▸ SOURCE INFORMATION:
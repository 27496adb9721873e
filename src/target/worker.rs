//! Worker targets.

use std::sync::Arc;

use parking_lot::RwLock;
use tracing::{debug, warn};

use crate::backend::{Connection, ConnectionKind};
use crate::environment::Environment;
use crate::error::{Error, Result};
use crate::identifiers::{ExecutionContextId, TargetId};
use crate::model::ExecutionContext;

use super::Target;
use super::core::Role;

// ============================================================================
// Target - Worker Constructor
// ============================================================================

impl Target {
    /// Creates a worker target over its own connection.
    ///
    /// `name` is the worker's script URL as reported by the remote end.
    ///
    /// # Errors
    ///
    /// - [`Error::InvalidOperation`] if `worker_id` is empty (reserved for
    ///   the main target), or if `connection` is not this worker's connection
    /// - [`Error::StaleBackReference`] if `connection` is bound to a live target
    ///
    /// Buffered orphans that cannot be adopted are skipped, not reported.
    pub fn new_worker(
        env: &Environment,
        worker_id: impl Into<TargetId>,
        name: impl Into<String>,
        connection: Connection,
    ) -> Result<Self> {
        let worker_id = worker_id.into();
        if worker_id.is_main() {
            return Err(Error::invalid_operation(
                "worker identifier must not be empty",
            ));
        }
        if !matches!(connection.kind(), ConnectionKind::Worker(id) if *id == worker_id) {
            return Err(Error::invalid_operation(format!(
                "connection {:?} does not belong to worker '{worker_id}'",
                connection.kind()
            )));
        }

        Self::construct(
            worker_id,
            name.into(),
            connection,
            Role::Worker {
                main_resource: RwLock::new(None),
            },
            env,
        )
    }
}

// ============================================================================
// Worker Initialization
// ============================================================================

/// Adopts buffered orphans, then enables whatever the connection supports.
///
/// The buffer is drained up front; a refused orphan is logged and skipped.
pub(super) fn initialize(target: &Target, env: &Environment) {
    for resource in env
        .frames()
        .adopt_orphaned_resources_for_target(target.identifier())
    {
        if let Err(error) = target.adopt_resource(Arc::clone(&resource)) {
            warn!(
                target_id = %target.identifier(),
                resource_id = %resource.id(),
                %error,
                "Orphaned resource not adopted"
            );
        }
    }

    let agents = target.connection().agents();
    let settings = env.settings();

    if let Some(runtime) = agents.runtime() {
        target.set_execution_context(ExecutionContext::new(
            target.identifier().clone(),
            ExecutionContextId::TOP_LEVEL,
            target.display_name(),
            false,
            None,
        ));
        runtime.enable();

        if settings.wants_type_profiler() {
            runtime.enable_type_profiler();
        }
        if settings.wants_control_flow_profiler() {
            runtime.enable_control_flow_profiler();
        }
        debug!(
            target_id = %target.identifier(),
            type_profiler = settings.wants_type_profiler(),
            control_flow_profiler = settings.wants_control_flow_profiler(),
            "Runtime enabled"
        );
    }

    if agents.debugger().is_some() {
        env.debugger().initialize_target(target);
    }

    if let Some(console) = agents.console() {
        console.enable();
        debug!(target_id = %target.identifier(), "Console enabled");
    }

}

// ============================================================================
// Tests
// ============================================================================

▸ YOUR TASK: Return all of the entries exactly as written.

▸ RESULT OF THIS EXERCISE:
repository 27496adb9721873e
filename src/target/worker.rs
//! Worker targets.

use std::sync::Arc;

use parking_lot::RwLock;
use tracing::{debug, warn};

use crate::backend::{Connection, ConnectionKind};
use crate::environment::Environment;
use crate::error::{Error, Result};
use crate::identifiers::{ExecutionContextId, TargetId};
use crate::model::ExecutionContext;

use super::Target;
use super::core::Role;

// ============================================================================
// Target - Worker Constructor
// ============================================================================

impl Target {
    /// Creates a worker target over its own connection.
    ///
    /// `name` is the worker's script URL as reported by the remote end.
    ///
    /// # Errors
    ///
    /// - [`Error::InvalidOperation`] if `worker_id` is empty (reserved for
    ///   the main target), or if `connection` is not this worker's connection
    /// - [`Error::StaleBackReference`] if `connection` is bound to a live target
    ///
    /// Buffered orphans that cannot be adopted are skipped, not reported.
    pub fn new_worker(
        env: &Environment,
        worker_id: impl Into<TargetId>,
        name: impl Into<String>,
        connection: Connection,
    ) -> Result<Self> {
        let worker_id = worker_id.into();
        if worker_id.is_main() {
            return Err(Error::invalid_operation(
                "worker identifier must not be empty",
            ));
        }
        if !matches!(connection.kind(), ConnectionKind::Worker(id) if *id == worker_id) {
            return Err(Error::invalid_operation(format!(
                "connection {:?} does not belong to worker '{worker_id}'",
                connection.kind()
            )));
        }

        Self::construct(
            worker_id,
            name.into(),
            connection,
            Role::Worker {
                main_resource: RwLock::new(None),
            },
            env,
        )
    }
}

// ============================================================================
// Worker Initialization
// ============================================================================

/// Adopts buffered orphans, then enables whatever the connection supports.
///
/// The buffer is drained up front; a refused orphan is logged and skipped.
pub(super) fn initialize(target: &Target, env: &Environment) {
    for resource in env
        .frames()
        .adopt_orphaned_resources_for_target(target.identifier())
    {
        if let Err(error) = target.adopt_resource(Arc::clone(&resource)) {
            warn!(
                target_id = %target.identifier(),
                resource_id = %resource.id(),
                %error,
                "Orphaned resource not adopted"
            );
        }
    }

    let agents = target.connection().agents();
    let settings = env.settings();

    if let Some(runtime) = agents.runtime() {
        target.set_execution_context(ExecutionContext::new(
            target.identifier().clone(),
            ExecutionContextId::TOP_LEVEL,
            target.display_name(),
            false,
            None,
        ));
        runtime.enable();

        if settings.wants_type_profiler() {
            runtime.enable_type_profiler();
        }
        if settings.wants_control_flow_profiler() {
            runtime.enable_control_flow_profiler();
        }
        debug!(
            target_id = %target.identifier(),
            type_profiler = settings.wants_type_profiler(),
            control_flow_profiler = settings.wants_control_flow_profiler(),
            "Runtime enabled"
        );
    }

    if agents.debugger().is_some() {
        env.debugger().initialize_target(target);
    }

    if let Some(console) = agents.console() {
        console.enable();
        debug!(target_id = %target.identifier(), "Console enabled");
    }

}

// ============================================================================
// Tests
// ============================================================================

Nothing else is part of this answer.